It has been noted that G. edulis is the most common species whose thallus development is best compared with other species. Because of this dominant characteristic, it can be concluded that Myanmar coastal waters are naturally suited for this species.
Growing habit is commonly restricted at the well-protruded tissues and it grows luxuriantly on small holdfast which attaches to any kind of hard substrate. It is important to consider the problem of site and selection of artificial substrata for use in farming.
The results of our experiments showed that G. edulis can grow successfully and its potential for large scale production is high. The results also showed that two different methods are applicable, inland pond culture and coastal open sea culture.
The objective of this study was to evaluate and pinpoint the suitability of specific species of Gracilaria for culture in Myanmar. Based on the study results, Myanmar will concentrate on studies relating to the species Gracilaria edulis as a post workshop activity.
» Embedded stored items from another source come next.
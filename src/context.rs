use std::collections::HashMap;
use std::path::PathBuf;

use time::format_description::well_known::Rfc3339;
use time::OffsetDateTime;

use crate::settings::{Settings, SettingsError};

pub const SUN_BASE_URL_KEYS: &[&str] = &["SI_SUN_BASE_URL", "SI_HELIA_BASE_URL"];
pub const SUN_TOKEN_KEYS: &[&str] = &["SI_SUN_TOKEN", "SI_HELIA_TOKEN"];
pub const SUN_ALLOW_INSECURE_KEYS: &[&str] =
    &["SI_SUN_ALLOW_INSECURE_HTTP", "SI_HELIA_ALLOW_INSECURE_HTTP"];
pub const TASKBOARD_KEYS: &[&str] = &["SI_SUN_TASKBOARD", "SI_HELIA_TASKBOARD"];
pub const TASKBOARD_AGENT_KEYS: &[&str] = &["SI_SUN_TASKBOARD_AGENT", "SI_HELIA_TASKBOARD_AGENT"];
pub const TASKBOARD_LEASE_KEYS: &[&str] = &[
    "SI_SUN_TASKBOARD_LEASE_SECONDS",
    "SI_HELIA_TASKBOARD_LEASE_SECONDS",
];
pub const MACHINE_ID_KEYS: &[&str] = &["SI_SUN_MACHINE_ID", "SI_HELIA_MACHINE_ID"];
pub const OPERATOR_ID_KEYS: &[&str] = &["SI_SUN_OPERATOR_ID", "SI_HELIA_OPERATOR_ID"];
pub const USER_KEYS: &[&str] = &["USER", "USERNAME"];

/// Snapshot of the process environment taken once per invocation.
#[derive(Debug, Clone, Default)]
pub struct Env {
    vars: HashMap<String, String>,
    hostname: Option<String>,
}

impl Env {
    pub fn capture() -> Self {
        let hostname = hostname::get()
            .ok()
            .and_then(|value| value.into_string().ok());
        Self {
            vars: std::env::vars().collect(),
            hostname,
        }
    }

    pub fn from_pairs<I, K, V>(pairs: I) -> Self
    where
        I: IntoIterator<Item = (K, V)>,
        K: Into<String>,
        V: Into<String>,
    {
        Self {
            vars: pairs
                .into_iter()
                .map(|(key, value)| (key.into(), value.into()))
                .collect(),
            hostname: None,
        }
    }

    pub fn with_hostname(mut self, hostname: impl Into<String>) -> Self {
        self.hostname = Some(hostname.into());
        self
    }

    pub fn get(&self, key: &str) -> Option<&str> {
        self.vars
            .get(key)
            .map(|value| value.trim())
            .filter(|value| !value.is_empty())
    }

    /// First non-empty value among `keys`, in order.
    pub fn first(&self, keys: &[&str]) -> Option<&str> {
        keys.iter().find_map(|key| self.get(key))
    }

    pub fn flag(&self, keys: &[&str]) -> bool {
        self.first(keys).is_some_and(is_truthy)
    }

    pub fn hostname(&self) -> Option<&str> {
        self.hostname
            .as_deref()
            .map(str::trim)
            .filter(|value| !value.is_empty())
    }
}

pub fn is_truthy(raw: &str) -> bool {
    matches!(
        raw.trim().to_ascii_lowercase().as_str(),
        "1" | "true" | "yes" | "y" | "on"
    )
}

pub trait Clock {
    fn now(&self) -> OffsetDateTime;
}

#[derive(Debug, Clone, Copy, Default)]
pub struct SystemClock;

impl Clock for SystemClock {
    fn now(&self) -> OffsetDateTime {
        OffsetDateTime::now_utc()
    }
}

#[cfg(test)]
#[derive(Debug)]
pub struct FixedClock(pub std::cell::Cell<OffsetDateTime>);

#[cfg(test)]
impl FixedClock {
    pub fn at(rfc3339: &str) -> Self {
        let instant = OffsetDateTime::parse(rfc3339, &Rfc3339).expect("valid test timestamp");
        Self(std::cell::Cell::new(instant))
    }

    pub fn advance(&self, seconds: i64) {
        self.0.set(self.0.get() + time::Duration::seconds(seconds));
    }
}

#[cfg(test)]
impl Clock for FixedClock {
    fn now(&self) -> OffsetDateTime {
        self.0.get()
    }
}

/// RFC-3339 UTC rendering truncated to whole seconds.
pub fn format_rfc3339(instant: OffsetDateTime) -> String {
    let truncated = instant
        .to_offset(time::UtcOffset::UTC)
        .replace_nanosecond(0)
        .unwrap_or(instant);
    truncated
        .format(&Rfc3339)
        .unwrap_or_else(|_| truncated.unix_timestamp().to_string())
}

pub fn parse_rfc3339(raw: &str) -> Option<OffsetDateTime> {
    let trimmed = raw.trim();
    if trimmed.is_empty() {
        return None;
    }
    OffsetDateTime::parse(trimmed, &Rfc3339).ok()
}

/// Filesystem layout under the state home.
#[derive(Debug, Clone)]
pub struct StatePaths {
    root: PathBuf,
}

impl StatePaths {
    pub fn resolve(env: &Env) -> Result<Self, SettingsError> {
        let home = env
            .get("SI_SETTINGS_HOME")
            .or_else(|| env.get("HOME"))
            .ok_or(SettingsError::HomeUnavailable)?;
        Ok(Self::under(PathBuf::from(home)))
    }

    pub fn under(home: PathBuf) -> Self {
        Self {
            root: home.join(".si"),
        }
    }

    pub fn root(&self) -> &PathBuf {
        &self.root
    }

    pub fn settings_file(&self) -> PathBuf {
        self.root.join("settings.toml")
    }

    pub fn vault_dir(&self) -> PathBuf {
        self.root.join("vault")
    }

    pub fn key_file(&self) -> PathBuf {
        self.vault_dir().join("keys").join("age.key")
    }

    pub fn sun_auth_file(&self) -> PathBuf {
        self.root.join("sun").join("auth.json")
    }
}

/// Everything a command needs, threaded explicitly instead of read from globals.
pub struct CommandContext {
    pub env: Env,
    pub paths: StatePaths,
    pub settings: Settings,
    pub clock: Box<dyn Clock>,
}

impl CommandContext {
    pub fn load(env: Env) -> Result<Self, SettingsError> {
        let paths = StatePaths::resolve(&env)?;
        let settings = Settings::load(&paths.settings_file())?;
        Ok(Self {
            env,
            paths,
            settings,
            clock: Box::new(SystemClock),
        })
    }

    pub fn now(&self) -> OffsetDateTime {
        self.clock.now()
    }

    pub fn save_settings(&self) -> Result<(), SettingsError> {
        self.settings.save(&self.paths.settings_file())
    }
}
The phycocolloid industry in Myanmar has been practised since 1974. Successful laboratory extraction in 1970 led to the implementation of commercial scale phycocolloid industries. This extraction technology was first exploited by the Government and later many private cottage industries began commercial operation. It partially fulfils the country's need for phycocolloid products.
Much experience has been gained by our previous research and farming experiments on G. edulis therefore problems and difficulties which will inevitably occur in culture may be anticipated and avoided. The following are a few points which should be considered when further production and expansion of seaweed culture are planned:
There should be more co-operation and collaboration between people concerned with seaweed cultivation and agar production to develop a processing industry;
Raw material procurement and processing of the seaweeds must be synchronised properly to gain maximum profit and reduce the cost of production. A continuous flow of well-grown harvested material to the processing plant site should be guaranteed and planned accordingly;
Priority should be given to research work for commercial production;
Budget allocation or investment should be sufficient to meet the goals of the project;
For open sea culture, a well-planned and functioning hatchery and nursery pond for spore collection and seed stock should be established;
For pond culture, our experience indicates that polyculture or mixed culture should be practised. Mixed culture with seaweed and prawn (Penaeus monodon) or brine shrimp (Artemia spp.), in coastal ponds have been getting a lot of attention in Myanmar recently;
Agar processing from seasonally harvested farmed seaweeds should be carried out to determine which species gives an agar product of good quality with high yield;
To correlate the most productive season and agar quality in order to obtain optimum conditions from an economic standpoint, seasonal crops should be systematically harvested and processed under constant parameters.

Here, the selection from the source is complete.